BBI Contributing Editor
RENO, Nevada Each year's meeting of the Society for Biomaterials (Minneapolis, Minnesota) is rich with opportunities not only to catch up on the state of the art, but also to get enticing looks into the future. The diverse subjects covered in the scientific sessions at the 29th annual gathering, held at the Reno Hilton, included biomaterials for in situ tissue engineering, gene therapy delivery systems, implantable and injectable drug delivery systems, biomimetics, biosensors, nano-structured biomaterials and drug delivery systems for orthopedic, dental, cardiovascular and ocular applications. The meeting featured 320 papers and 412 posters that were presented to some 1,200 attendees.
In the surface treatments sector, SurModics (Eden Prairie, Minnesota), known for its development of the drug-eluting coating on the Cypher coronary stent for the Cordis (Miami Lakes, Florida) subsidiary of Johnson & Johnson (New Brunswick, New Jersey), is working on the next-generation stent product.
The company reported on its development of a non-heparin-based synthetic coating for use on medical devices where biological molecules are not desired. The coating is applied by using its patented PhotoLink photochemical coupling method, which forms a covalent bond of the coating agent to the device surface.
SurModics is seeking corporate partners for use of this hemocompatible coating in medical devices. The company has developed the ability to coat cells with biocompatible polymers and is working with Novocell (Irvine, California) to develop a cell-encapsulating coating for potential use in the treatment of diabetes.

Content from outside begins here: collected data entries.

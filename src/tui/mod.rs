//! # TUI Adapter
//!
//! The ratatui-specific layer. Handles terminal I/O, renders the UI,
//! turns keyboard events into `core::Action` values and carries out the
//! `Effect`s the reducer returns (timers, saves, quitting).
//!
//! This is the only module that knows about ratatui and crossterm.
//!
//! ## Redraw Strategy
//!
//! - **Busy** (timers pending): polls every ~80ms so timer actions and the
//!   thinking animation show up promptly.
//! - **Idle**: sleeps up to 500ms and only redraws on events.

mod component;
mod components;
mod event;
mod timers;
mod ui;

use log::{debug, info, warn};
use std::io::stdout;
use std::sync::{Arc, mpsc};
use std::time::{Duration, Instant};

use crossterm::cursor::{SetCursorStyle, Show};
use crossterm::event::{
    DisableBracketedPaste, DisableMouseCapture, EnableBracketedPaste, EnableMouseCapture,
};
use crossterm::execute;
use rand::Rng;

use crate::api::{ApiClient, ApiReplies};
use crate::core::action::{Action, Effect, update};
use crate::core::avatar::AvatarConfig;
use crate::core::config::{ReplyBackend, ResolvedConfig};
use crate::core::replies::{ReplySource, ScriptedReplies};
use crate::core::state::App;
use crate::core::storage::Store;
use crate::tui::component::EventHandler;
use crate::tui::components::{
    AvatarEvent, AvatarPanelState, InputBox, InputEvent, MessageListState,
};
use crate::tui::event::{TuiEvent, poll_event_immediate, poll_event_timeout};
pub use crate::tui::timers::TimerSet;

const INPUT_PLACEHOLDER: &str = "Type a message, or /help";

/// TUI-specific presentation state (not part of core business logic)
pub struct TuiState {
    pub message_list: MessageListState,
    pub input_box: InputBox,
    /// Avatar side panel (None = hidden). Takes keyboard focus while open.
    pub avatar_panel: Option<AvatarPanelState>,
}

impl Default for TuiState {
    fn default() -> Self {
        Self::new()
    }
}

impl TuiState {
    pub fn new() -> Self {
        Self {
            message_list: MessageListState::new(),
            input_box: InputBox::new(INPUT_PLACEHOLDER),
            avatar_panel: None,
        }
    }
}

struct TerminalModeGuard;

impl TerminalModeGuard {
    fn new() -> std::io::Result<Self> {
        execute!(
            stdout(),
            EnableMouseCapture,
            EnableBracketedPaste,
            Show,
            SetCursorStyle::SteadyBlock
        )?;
        info!("Terminal modes enabled (mouse, bracketed paste, steady block cursor)");
        Ok(Self)
    }
}

impl Drop for TerminalModeGuard {
    fn drop(&mut self) {
        let _ = execute!(stdout(), DisableMouseCapture, DisableBracketedPaste);
    }
}

/// Turns one terminal event into reducer actions. Presentation-only events
/// (scrolling, panel navigation, editing) are handled here and yield none.
fn route_event<R: Rng + ?Sized>(
    event: &TuiEvent,
    app: &App,
    tui: &mut TuiState,
    rng: &mut R,
) -> Vec<Action> {
    match event {
        TuiEvent::Resize => return Vec::new(),
        TuiEvent::ForceQuit => return vec![Action::Quit],
        TuiEvent::ToggleAvatarPanel => {
            tui.avatar_panel = match tui.avatar_panel.take() {
                Some(_) => None,
                None => Some(AvatarPanelState::new()),
            };
            return Vec::new();
        }
        TuiEvent::Suggestion(index) => {
            return app
                .transcript
                .latest_actions()
                .get(*index)
                .map(|action| vec![Action::TriggerSuggestion(action.effect)])
                .unwrap_or_default();
        }
        TuiEvent::ScrollUp
        | TuiEvent::ScrollDown
        | TuiEvent::ScrollPageUp
        | TuiEvent::ScrollPageDown
        | TuiEvent::ScrollToBottom => {
            tui.message_list.handle_event(event);
            return Vec::new();
        }
        _ => {}
    }

    if let Some(panel) = tui.avatar_panel.as_mut() {
        return match panel.handle_event(event) {
            Some(AvatarEvent::Cycle { field, forward }) => {
                vec![Action::CycleAvatar { field, forward }]
            }
            Some(AvatarEvent::Randomize) => vec![Action::RandomizeAvatar(AvatarConfig::random(rng))],
            Some(AvatarEvent::Save) => vec![Action::SaveAvatar],
            Some(AvatarEvent::Close) => {
                tui.avatar_panel = None;
                Vec::new()
            }
            None => Vec::new(),
        };
    }

    if matches!(event, TuiEvent::Escape) {
        tui.message_list.handle_event(&TuiEvent::ScrollToBottom);
        return Vec::new();
    }

    match tui.input_box.handle_event(event) {
        Some(InputEvent::Submit(text)) => {
            // Follow the conversation again when the user speaks
            tui.message_list.handle_event(&TuiEvent::ScrollToBottom);
            vec![Action::Submit(text)]
        }
        Some(InputEvent::ContentChanged) | None => Vec::new(),
    }
}

/// Everything the event loop needs to carry out effects.
struct Runtime {
    timers: TimerSet,
    store: Store,
}

impl Runtime {
    /// Applies `action` and every action its effects lead to.
    /// Returns true when the session should end.
    fn dispatch(&mut self, app: &mut App, tui: &mut TuiState, action: Action) -> bool {
        let mut queue = vec![action];
        let mut quit = false;
        while let Some(action) = queue.pop() {
            debug!("Dispatching {:?}", action);
            for effect in update(app, action) {
                if self.timers.schedule(&effect) {
                    continue;
                }
                match effect {
                    Effect::SaveCheckIns => {
                        if let Err(e) = self.store.save_checkins(&app.checkins) {
                            warn!("Failed to save check-ins: {}", e);
                            app.status_message = format!("Could not save check-ins: {}", e);
                        }
                    }
                    Effect::SaveAvatar(avatar) => {
                        match avatar.save(|a| self.store.save_avatar(a)) {
                            Ok(()) => queue.push(Action::AvatarSaved),
                            Err(e) => {
                                warn!("Failed to save avatar: {}", e);
                                app.status_message = format!("Could not save avatar: {}", e);
                            }
                        }
                    }
                    Effect::OpenAvatarPanel => {
                        tui.avatar_panel.get_or_insert_with(AvatarPanelState::new);
                    }
                    Effect::Quit => quit = true,
                    Effect::ScheduleSent(_)
                    | Effect::ScheduleThinking(_)
                    | Effect::RequestReply(_)
                    | Effect::ScheduleMoodReset { .. } => {}
                }
            }
        }
        quit
    }
}

/// Restores check-ins and the saved avatar. Unreadable files are logged and
/// the session starts fresh.
fn load_persisted(app: &mut App, store: &Store) {
    match store.load_checkins() {
        Ok(checkins) => app.checkins = checkins,
        Err(e) => warn!("Could not load check-ins: {}", e),
    }
    match store.load_avatar() {
        Ok(Some(avatar)) => app.avatar = avatar,
        Ok(None) => {}
        Err(e) => warn!("Could not load avatar: {}", e),
    }
}

/// The reply source picked by `[api] replies`. The backend source reuses
/// the saved login so its requests carry the access token.
fn reply_source(config: &ResolvedConfig, store: &Store) -> Arc<dyn ReplySource> {
    match config.replies {
        ReplyBackend::Scripted => Arc::new(ScriptedReplies::default()),
        ReplyBackend::Backend => {
            let client = ApiClient::new(config.api_base_url.clone())
                .with_session_file(store.auth_path());
            Arc::new(ApiReplies::new(client))
        }
    }
}

pub fn run(config: ResolvedConfig, store: Store) -> std::io::Result<()> {
    let replies = reply_source(&config, &store);
    info!(
        "Starting session with '{}' (replies: {}, data: {})",
        config.twin_name,
        replies.name(),
        store.dir().display()
    );

    let mut app = App::from_config(replies.clone(), &config);
    load_persisted(&mut app, &store);
    let mut tui = TuiState::new();

    let (tx, rx) = mpsc::channel();
    let mut runtime = Runtime {
        timers: TimerSet::new(tx, config.timing, replies),
        store,
    };
    let mut rng = rand::thread_rng();

    let mut terminal = ratatui::init();
    let _terminal_mode_guard = TerminalModeGuard::new();

    let start_time = Instant::now();
    let mut needs_redraw = true;

    'session: loop {
        let busy = runtime.timers.pending() > 0;
        if app.is_thinking() {
            needs_redraw = true;
        }

        if needs_redraw {
            let spinner_frame = (start_time.elapsed().as_secs_f32() * 4.0) as usize;
            terminal.draw(|f| ui::draw_ui(f, &app, &mut tui, spinner_frame))?;
            needs_redraw = false;
        }

        let timeout = if busy {
            Duration::from_millis(80)
        } else {
            Duration::from_millis(500)
        };
        let first_event = poll_event_timeout(timeout);
        if first_event.is_some() {
            needs_redraw = true;
        }

        for event in first_event
            .into_iter()
            .chain(std::iter::from_fn(poll_event_immediate))
        {
            for action in route_event(&event, &app, &mut tui, &mut rng) {
                if runtime.dispatch(&mut app, &mut tui, action) {
                    break 'session;
                }
            }
        }

        while let Ok(action) = rx.try_recv() {
            needs_redraw = true;
            if runtime.dispatch(&mut app, &mut tui, action) {
                break 'session;
            }
        }
    }

    runtime.timers.abort_all();
    ratatui::restore();
    info!("Session ended");
    Ok(())
}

STS Biopolymers (Henrietta, New York) is developing Medi-Coat polymer coatings for the controlled delivery of heparin from indwelling catheter surfaces to render them anti-thrombogenic. A range of polymers can be incorporated in Medi-Coat coatings, including polyurethanes, cellulose esters and polyvinylpyrrolidone.
The company has recently licensed to Jomed (Berlingen, Switzerland) the use of its Medi-Coat drug delivery coating for use in stents to inhibit restenosis, with clinical trials expected to begin later this year. The Medi-Coat technology is capable of releasing a single drug or a combination of drugs.
Researchers from McMaster University (Hamilton, Ontario) reported that combining polyethylene oxide (PO) with heparin endows a surface with enhanced blood compatibility. The PO improves biocompatibility by conferring resistance to nonspecific protein adsorption.
Invibio (Greenville, South Carolina), a subsidiary of Victrex (Lancashire, UK), uses pure Peek-Optima, a polyetheretherketone biocompatible thermoplastic polymer, in a ligament fixation device that is used in arthroscopic surgery for soft tissue repair and is being sold by Mathys in Switzerland. The company is using Peek-Optima in a dental bridge that is under development.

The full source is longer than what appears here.